EKBIS.CO, JAKARTA -- Pembahasan perubahan Undang-Undang Minyak Bumi dan Gas (Migas) No 22/2001 dinilai harus dipercepat.
Sehingga, kepastian pada kebijakan Migas pascapembubaran BP Migas bisa terjadi. Selama ini, ketidakpastian regulasi akibat pembubaran tersebut menimbulkan hambatan investasi di sektor hulu migas.
"Dengan bubarnya BP Migas, maka SKK Migas legal standingnya apa? Karena semua kontrak atas nama BP Migas.
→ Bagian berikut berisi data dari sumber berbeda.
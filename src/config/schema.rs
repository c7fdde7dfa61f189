//! Configuration schema definitions for Baton.
//!
//! This module contains the struct definitions that map to the YAML
//! configuration file format.

use serde::{Deserialize, Serialize};

use crate::catalog::{ExpectedInput, StepCatalog, StepDefinition, StepKind};
use crate::error::Result;
use crate::gating::GatingPolicy;
use crate::runner::{RunOptions, Scheduling};
use crate::ui::OutputMode;

/// Root configuration structure for `.baton/config.yml`.
#[derive(Debug, Clone, Default, Serialize, Deserialize)]
#[serde(default)]
pub struct BatonConfig {
    /// Global settings
    pub settings: Settings,

    /// Step definitions, in run order. Replaces the built-in catalog
    /// when non-empty.
    #[serde(skip_serializing_if = "Vec::is_empty")]
    pub steps: Vec<StepConfig>,
}

impl BatonConfig {
    /// The catalog this configuration describes.
    pub fn catalog(&self) -> Result<StepCatalog> {
        if self.steps.is_empty() {
            return Ok(StepCatalog::builtin());
        }
        StepCatalog::new(self.steps.iter().map(StepDefinition::from_config).collect())
    }

    /// Runner options from the settings.
    pub fn run_options(&self) -> RunOptions {
        RunOptions {
            scheduling: self.settings.scheduling,
            gating: self.settings.gating,
        }
    }

    /// Display name of the workflow.
    pub fn workflow_name(&self) -> &str {
        self.settings
            .workflow_name
            .as_deref()
            .unwrap_or(DEFAULT_WORKFLOW_NAME)
    }
}

/// Workflow name used when none is configured.
pub const DEFAULT_WORKFLOW_NAME: &str = "Monthly FP&A Report";

/// Global settings
#[derive(Debug, Clone, Serialize, Deserialize)]
#[serde(default)]
pub struct Settings {
    /// Workflow display name
    #[serde(skip_serializing_if = "Option::is_none")]
    pub workflow_name: Option<String>,

    /// Step ordering: sequential or graph
    pub scheduling: Scheduling,

    /// Upload check before a run: permissive or strict
    pub gating: GatingPolicy,

    /// Multiplier applied to every simulated duration
    #[serde(default = "default_time_scale")]
    pub time_scale: f64,

    /// Default output mode: verbose, normal, quiet, silent
    pub default_output: OutputMode,
}

impl Default for Settings {
    fn default() -> Self {
        Self {
            workflow_name: None,
            scheduling: Scheduling::default(),
            gating: GatingPolicy::default(),
            time_scale: default_time_scale(),
            default_output: OutputMode::default(),
        }
    }
}

fn default_time_scale() -> f64 {
    1.0
}

fn is_false(v: &bool) -> bool {
    !v
}

/// Configuration for a single step
#[derive(Debug, Clone, Serialize, Deserialize)]
pub struct StepConfig {
    /// Unique step id
    pub id: String,

    /// Step type
    pub kind: StepKind,

    /// Display name (defaults to the id)
    #[serde(default, skip_serializing_if = "Option::is_none")]
    pub name: Option<String>,

    #[serde(default, skip_serializing_if = "Option::is_none")]
    pub subtitle: Option<String>,

    #[serde(default, skip_serializing_if = "Option::is_none")]
    pub description: Option<String>,

    /// Simulated duration in milliseconds
    #[serde(default)]
    pub duration_ms: u64,

    /// Short description of the AI prompt
    #[serde(default, skip_serializing_if = "Option::is_none")]
    pub prompt: Option<String>,

    /// Steps this step consumes
    #[serde(default, skip_serializing_if = "Vec::is_empty")]
    pub depends_on: Vec<String>,

    /// Stop for human sign-off after the step's work
    #[serde(default, skip_serializing_if = "is_false")]
    pub requires_review: bool,

    /// Expected upload (Input steps)
    #[serde(default, skip_serializing_if = "Option::is_none")]
    pub input: Option<ExpectedInput>,

    /// Log lines replayed by the simulated executor
    #[serde(default, skip_serializing_if = "Vec::is_empty")]
    pub logs: Vec<String>,
}

#[cfg(test)]
mod tests {
    use super::*;
    use crate::catalog::FileFormat;

    #[test]
    fn empty_config_uses_defaults() {
        let config: BatonConfig = serde_yaml::from_str("{}").unwrap();
        assert_eq!(config.settings.scheduling, Scheduling::Sequential);
        assert_eq!(config.settings.gating, GatingPolicy::Permissive);
        assert_eq!(config.settings.time_scale, 1.0);
        assert_eq!(config.settings.default_output, OutputMode::Normal);
        assert_eq!(config.workflow_name(), DEFAULT_WORKFLOW_NAME);
        assert!(config.steps.is_empty());
    }

    #[test]
    fn empty_steps_fall_back_to_builtin_catalog() {
        let config = BatonConfig::default();
        assert_eq!(config.catalog().unwrap().len(), 11);
    }

    #[test]
    fn parses_settings() {
        let yaml = r#"
settings:
  workflow_name: Quarterly close
  scheduling: graph
  gating: strict
  time_scale: 0.1
  default_output: quiet
"#;
        let config: BatonConfig = serde_yaml::from_str(yaml).unwrap();
        assert_eq!(config.workflow_name(), "Quarterly close");
        assert_eq!(config.settings.time_scale, 0.1);
        assert_eq!(config.settings.default_output, OutputMode::Quiet);

        let options = config.run_options();
        assert_eq!(options.scheduling, Scheduling::Graph);
        assert_eq!(options.gating, GatingPolicy::Strict);
    }

    #[test]
    fn parses_steps_in_order() {
        let yaml = r#"
steps:
  - id: ledger
    kind: input
    name: Ledger export
    duration_ms: 500
    input:
      file_name: Ledger.xlsx
      format: excel
  - id: check
    kind: coherence_check
    duration_ms: 200
    depends_on: [ledger]
    requires_review: true
"#;
        let config: BatonConfig = serde_yaml::from_str(yaml).unwrap();
        let catalog = config.catalog().unwrap();

        let ids: Vec<_> = catalog.list().iter().map(|s| s.id.as_str()).collect();
        assert_eq!(ids, vec!["ledger", "check"]);
        let ledger = catalog.get("ledger").unwrap();
        assert_eq!(ledger.name, "Ledger export");
        assert_eq!(ledger.input.as_ref().unwrap().format, FileFormat::Excel);
        assert!(catalog.get("check").unwrap().requires_review);
    }

    #[test]
    fn unknown_kind_is_rejected() {
        let yaml = "steps:\n  - id: a\n    kind: teleport\n";
        assert!(serde_yaml::from_str::<BatonConfig>(yaml).is_err());
    }

    #[test]
    fn serialization_skips_defaults() {
        let config: BatonConfig =
            serde_yaml::from_str("steps:\n  - id: a\n    kind: output\n").unwrap();
        let yaml = serde_yaml::to_string(&config).unwrap();
        assert!(!yaml.contains("requires_review"));
        assert!(!yaml.contains("depends_on"));
    }
}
BP Migas dibentuk atas dasar UU sementara SKK Migas dengan Perpres," kata Sekretaris Fraksi Partai PDI Perjuangan, Bambang Wuryanto dalam diskusi bertajuk "Minyak dan Gas Bumi untuk Sebesar-besarnya Kemakmuran Rakyat" di kompleks MPR/DPR, Senayan, Jakarta, (29/1).
Bambang mengatakan saat ini Indonesia sedang darurat konstitusi di sektor hulu migas. Menurutnya, terjadi ketidakpastian hukum yang membahayakan dan menimbulkan kegelisahan.
Bahkan investasi bidang migas bisa berhenti karena tidak ada ketidakpastian hukum. "Revisi UU Migas harus diselesaikan," kata Ketua DPP PDI Perjuangan Bidang Energi ini.
Pengamat Hukum Internasional Hikmahanto Juwana menyatakan, pembubaran BP Migas oleh Mahkamah Konstitusi menyebabkan pemerintah kerepotan membentuk pengganti BP Migas.
"Solusinya merevisi UU yang mengatur BP Migas dengan memasukkan pasal tambahan atau menyusun UU baru yang mengatur pengganti BP Migas," ujarnya.